The Census
Tipsheets
- Intro. to Factfinder from IRE
The Census should be your first stop when looking for any kind of numbers to flesh out your stories. As a journalist, you should endeavor to use Census and American Community Survey data in your reporting whenever you can, to give context and detail to your stories.
The decennial Census is conducted every 10 years, as required under the U.S. Constitution. Workers fan out across the country to collect information about residents. Ideally, everyone in the country receives at least the short form Census. A smaller sample answers the questions of a longer survey that collects more detailed economic and social information. The numbers collected by the Census are integral in setting the populations that affect everything from Congressional district boundaries to federal housing subsidies and the amount of money spent on AIDS prevention programs.
Since the numbers are so important, and so much can change in a community in the 10 years between Censuses, the government launched a plan to begin updating the population and demographic estimates every year. Beginning in the 1990s, the U.S. Census bureau began testing the American Community Survey. In 2005, the most ambitious ACS was conducted. It surveyed 3 million households in the United States and Puerto Rico to provide a snapshot estimate of the state of the country.
The ACS provides data in dozens of categories for the nation, states, metropolitan areas and towns with populations as low as 60,000. It does not provide hard and fast numbers, but rather a ball-park estimate and should be treated as such. Because of this, the funding levels for so many federal programs are still based on the decennial Census, but we now are able to get a better sense of demographic changes year-to-year.
With the advent of the Internet, much of the power of the Census is now quickly available online. If you just want to find a very basic profile of your town, there are a couple of places to start. First, visit the Census’s official website at http://factfinder.census.gov/. Click on the menu bar on the left column that says “fact sheet”. This will give you a quick table on any town in the country.
If you want something a little more detailed that can help you compare different areas, visit Dataplace.org, a service run by the Fannie Mae Foundation. This is also great for a basic profile, and they have tutorials to help you get started.
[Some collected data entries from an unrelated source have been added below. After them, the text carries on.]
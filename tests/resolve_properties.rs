// tests/resolve_properties.rs
// Resolver behaviour on malformed and mixed-schema records.

use serde_json::json;
use sims_analytics::record::RawArticleRecord;
use sims_analytics::resolve::{
    resolve_category, resolve_fact_check_status, resolve_sentiment, resolve_summary_text,
    CategoryDefault, ResolvedArticle, SummaryDefault,
};
use sims_analytics::screen::is_bogus;
use sims_analytics::config::QualityRules;

fn rec(v: serde_json::Value) -> RawArticleRecord {
    RawArticleRecord::from_value(v)
}

#[test]
fn unparseable_summary_yields_defaults() {
    for junk in ["{", "not json at all", "{\"category\": }", "null", "42", ""] {
        let r = rec(json!({ "summary": junk }));
        assert_eq!(resolve_category(&r, CategoryDefault::Dashboard), "Unknown", "{junk}");
        assert_eq!(resolve_category(&r, CategoryDefault::Detail), "Other", "{junk}");
        assert_eq!(resolve_sentiment(&r), "Neutral", "{junk}");
        assert_eq!(resolve_fact_check_status(&r), "unverified", "{junk}");
    }
}

#[test]
fn fact_check_status_is_lowercased_and_idempotent() {
    let r = rec(json!({ "fact_check": { "status": "Verified" } }));
    let first = resolve_fact_check_status(&r);
    assert_eq!(first, "verified");
    assert_eq!(resolve_fact_check_status(&r), first);

    // Feeding the resolved value back in changes nothing.
    let again = rec(json!({ "fact_check": { "status": first } }));
    assert_eq!(resolve_fact_check_status(&again), "verified");
}

#[test]
fn legacy_bare_fact_check_string() {
    let r = rec(json!({ "fact_check": "true" }));
    assert_eq!(resolve_fact_check_status(&r), "true");

    let nested = rec(json!({ "summary": "{\"fact_check\": \"Mixed\"}" }));
    assert_eq!(resolve_fact_check_status(&nested), "mixed");
}

#[test]
fn bangladesh_trade_deal_example() {
    let text = "Officials in Dhaka said the agreement will let Bangladesh export more \
                garments and jute products over the next five years.";
    assert!(text.len() >= 100 && text.len() < 200);
    let r = rec(json!({
        "headline": "Bangladesh signs trade deal",
        "text": text,
        "summary": "{\"category\":\"business\",\"sentiment\":\"positive\"}"
    }));
    assert_eq!(resolve_category(&r, CategoryDefault::Dashboard), "Business");
    assert_eq!(resolve_sentiment(&r), "Positive");
    assert!(!is_bogus(&r, &QualityRules::default()));
}

#[test]
fn resolved_article_from_detail_payload() {
    let r = rec(json!({
        "id": 41,
        "title": "Teesta talks resume",
        "summary": {
            "summary": "Both sides agreed to resume talks.",
            "sentiment": "CAUTIOUS",
            "fact_check": { "status": "verified", "sources": [
                { "source_name": "Daily Star", "source_url": "https://thedailystar.net/a", "source_country": "bd" },
                { "source_name": "Reuters", "source_url": "https://reuters.com/b", "source_country": "uk" }
            ]}
        },
        "sentiment_analysis": { "positive": 0.2, "negative": 0.1, "neutral": 0.3, "cautious": 0.4 }
    }));
    let a = ResolvedArticle::from_record(&r, CategoryDefault::Detail);
    assert_eq!(a.category, "Other");
    assert_eq!(a.sentiment, "Cautious");
    assert_eq!(a.fact_check_status, "verified");
    assert_eq!(a.summary_text, "Both sides agreed to resume talks.");
    assert_eq!(a.fact_check_sources.len(), 2);
    assert_eq!(a.bangladeshi_matches[0].source, "Daily Star");
    assert_eq!(a.international_matches[0].url, "https://reuters.com/b");
    assert!(a.is_covered());
    assert_eq!(r.sentiment_analysis.unwrap().dominant(), "Cautious");
}

#[test]
fn summary_text_synthesized_from_article_text() {
    let r = rec(json!({
        "article_text": "The Padma bridge carried a record number of vehicles this week. \
                         Toll revenue rose sharply as a result. Officials expect the trend to hold."
    }));
    let s = resolve_summary_text(&r, SummaryDefault::Detail);
    assert!(s.starts_with("The Padma bridge"));
    assert!(s.ends_with("to hold."));
}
Another fun site, Social Explorer will visually represent Census data on an interactive map for you. This can help you understand different statistics for the neighborhoods in your town and how they compare to surrounding areas.
All of these sites will unearth a wealth of information if you take the time to nose around in them.
If you want to take your reporting deeper and get more specific data, you should learn to work with the custom datasets available on the Census’ Web site. First click on the survey you want to explore on the left column underneath the “Data Sets” header. For example, you can choose “American Community Survey”. Then, in the gray box that comes up, click on “Custom table” under “2005 American Community Survey”.
Now you will be taken to a very easy interface that allows you to view statistics from any number of geographic areas. It’s fairly self-explanatory. Just follow it step by step, adding data elements. When the site displays the table of the data you want, you can easily download it as an Excel spreadsheet to save for reference or analyze further.
Some Census-based story ideas (from our friends at IRE):
- Quantify an issue using Census data - people complain that all the renters in their town are abusing city services. Look at the Census to see the percentage of households that are renters. Is it really that high?
- Comparisons - use the data to show how one town stacks up against another. If neighboring towns have similar problems, can we show how their populations differ and if that will impact possible solutions?
- Crime numbers - Take the Uniform Crime Reports data and compare it to the Census population totals to determine a town’s crime rate.
- Disasters - When calamity strikes, be able to very quickly put your fingers on information about what kind of population lives in the affected area and what it’s needs might be (is it rich, poor, white, black, young, old?)
- Inequity between communities - When federal funding numbers are announced, check to see what kind of communities are receiving money. How does the population demographics compare to the funding amounts?